▸ Stored items:

----

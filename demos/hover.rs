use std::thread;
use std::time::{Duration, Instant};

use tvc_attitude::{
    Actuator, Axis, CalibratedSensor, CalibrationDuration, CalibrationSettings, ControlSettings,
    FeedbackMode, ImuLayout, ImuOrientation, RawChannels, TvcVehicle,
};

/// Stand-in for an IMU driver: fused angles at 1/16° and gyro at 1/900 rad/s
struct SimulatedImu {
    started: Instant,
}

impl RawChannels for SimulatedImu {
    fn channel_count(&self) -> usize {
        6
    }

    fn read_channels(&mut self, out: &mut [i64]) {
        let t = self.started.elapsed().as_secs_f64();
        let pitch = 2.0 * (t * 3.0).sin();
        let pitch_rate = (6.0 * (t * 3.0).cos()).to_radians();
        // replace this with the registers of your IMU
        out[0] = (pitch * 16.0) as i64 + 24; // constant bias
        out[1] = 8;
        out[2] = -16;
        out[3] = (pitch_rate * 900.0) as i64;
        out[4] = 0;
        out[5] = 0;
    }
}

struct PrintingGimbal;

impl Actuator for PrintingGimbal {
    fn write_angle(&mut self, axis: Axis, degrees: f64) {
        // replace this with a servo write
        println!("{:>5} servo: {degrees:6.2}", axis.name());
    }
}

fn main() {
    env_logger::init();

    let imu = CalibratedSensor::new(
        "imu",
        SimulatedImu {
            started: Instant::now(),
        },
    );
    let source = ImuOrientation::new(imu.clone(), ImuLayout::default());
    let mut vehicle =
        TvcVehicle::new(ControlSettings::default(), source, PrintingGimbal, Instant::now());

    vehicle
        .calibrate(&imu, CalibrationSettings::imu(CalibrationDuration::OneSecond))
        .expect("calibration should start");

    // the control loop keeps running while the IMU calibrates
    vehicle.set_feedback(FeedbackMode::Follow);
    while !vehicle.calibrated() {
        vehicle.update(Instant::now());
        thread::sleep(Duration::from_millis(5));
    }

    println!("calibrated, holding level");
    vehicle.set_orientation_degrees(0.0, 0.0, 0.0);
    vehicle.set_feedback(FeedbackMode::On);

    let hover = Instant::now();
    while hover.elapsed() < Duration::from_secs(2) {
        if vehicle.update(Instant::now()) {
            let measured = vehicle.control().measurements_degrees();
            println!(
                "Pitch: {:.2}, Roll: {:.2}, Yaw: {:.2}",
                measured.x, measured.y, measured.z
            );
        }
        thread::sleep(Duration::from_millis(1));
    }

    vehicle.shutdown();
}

----

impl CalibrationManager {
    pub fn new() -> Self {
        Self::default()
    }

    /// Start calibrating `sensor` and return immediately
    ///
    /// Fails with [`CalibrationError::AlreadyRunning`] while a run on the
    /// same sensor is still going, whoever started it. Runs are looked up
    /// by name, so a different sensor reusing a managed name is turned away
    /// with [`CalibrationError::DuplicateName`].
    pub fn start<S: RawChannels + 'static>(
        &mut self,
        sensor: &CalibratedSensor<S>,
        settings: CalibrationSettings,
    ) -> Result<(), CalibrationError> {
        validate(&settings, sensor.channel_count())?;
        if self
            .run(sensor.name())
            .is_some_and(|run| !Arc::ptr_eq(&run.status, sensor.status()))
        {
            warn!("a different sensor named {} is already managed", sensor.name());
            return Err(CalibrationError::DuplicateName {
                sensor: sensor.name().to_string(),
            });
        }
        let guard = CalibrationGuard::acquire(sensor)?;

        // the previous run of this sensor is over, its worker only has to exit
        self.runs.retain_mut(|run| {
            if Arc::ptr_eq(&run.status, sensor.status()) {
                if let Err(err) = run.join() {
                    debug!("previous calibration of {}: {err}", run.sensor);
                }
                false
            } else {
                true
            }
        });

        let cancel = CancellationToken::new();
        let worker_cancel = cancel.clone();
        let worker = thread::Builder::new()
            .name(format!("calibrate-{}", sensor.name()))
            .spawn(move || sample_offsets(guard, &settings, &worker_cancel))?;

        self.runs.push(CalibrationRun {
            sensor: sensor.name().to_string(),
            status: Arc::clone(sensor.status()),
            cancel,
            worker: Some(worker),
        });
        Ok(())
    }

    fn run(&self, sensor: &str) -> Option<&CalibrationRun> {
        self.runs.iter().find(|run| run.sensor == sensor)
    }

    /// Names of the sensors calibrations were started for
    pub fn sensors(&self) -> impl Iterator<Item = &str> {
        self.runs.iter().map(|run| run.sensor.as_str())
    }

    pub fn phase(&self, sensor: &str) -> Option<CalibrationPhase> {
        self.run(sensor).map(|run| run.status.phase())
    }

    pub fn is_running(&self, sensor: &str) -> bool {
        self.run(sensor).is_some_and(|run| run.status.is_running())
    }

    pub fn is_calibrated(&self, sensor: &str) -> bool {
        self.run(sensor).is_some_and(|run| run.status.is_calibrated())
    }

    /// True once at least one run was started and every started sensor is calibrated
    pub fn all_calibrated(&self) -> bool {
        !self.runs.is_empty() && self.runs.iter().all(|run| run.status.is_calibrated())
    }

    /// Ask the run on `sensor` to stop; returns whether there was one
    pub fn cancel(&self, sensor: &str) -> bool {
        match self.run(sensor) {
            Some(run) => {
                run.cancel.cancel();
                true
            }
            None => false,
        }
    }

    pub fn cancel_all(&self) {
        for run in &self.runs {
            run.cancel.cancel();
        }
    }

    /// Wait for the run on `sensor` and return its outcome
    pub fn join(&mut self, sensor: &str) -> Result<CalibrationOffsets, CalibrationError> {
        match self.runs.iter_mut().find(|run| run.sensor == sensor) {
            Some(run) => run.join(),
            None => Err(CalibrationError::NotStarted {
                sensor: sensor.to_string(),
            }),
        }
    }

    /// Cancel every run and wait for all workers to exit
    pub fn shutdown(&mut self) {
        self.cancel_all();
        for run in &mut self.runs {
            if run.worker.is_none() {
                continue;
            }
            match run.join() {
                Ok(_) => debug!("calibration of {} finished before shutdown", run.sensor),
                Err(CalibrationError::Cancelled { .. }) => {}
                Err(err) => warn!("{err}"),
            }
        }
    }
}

----

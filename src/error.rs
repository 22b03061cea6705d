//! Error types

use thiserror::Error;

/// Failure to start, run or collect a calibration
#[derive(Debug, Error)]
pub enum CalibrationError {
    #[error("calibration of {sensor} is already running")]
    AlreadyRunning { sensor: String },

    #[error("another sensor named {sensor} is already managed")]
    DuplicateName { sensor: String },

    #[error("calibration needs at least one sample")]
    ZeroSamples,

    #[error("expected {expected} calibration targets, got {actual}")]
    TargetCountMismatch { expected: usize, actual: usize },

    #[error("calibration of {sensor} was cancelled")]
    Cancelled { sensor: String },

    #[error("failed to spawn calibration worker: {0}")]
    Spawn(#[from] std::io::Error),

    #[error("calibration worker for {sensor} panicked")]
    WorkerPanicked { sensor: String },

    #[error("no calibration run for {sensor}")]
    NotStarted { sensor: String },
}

----

Every line above in which the word "FeedbackMode" occurs is to be copied.

    FeedbackMode, ImuLayout, ImuOrientation, RawChannels, TvcVehicle,
    vehicle.set_feedback(FeedbackMode::Follow);
    vehicle.set_feedback(FeedbackMode::On);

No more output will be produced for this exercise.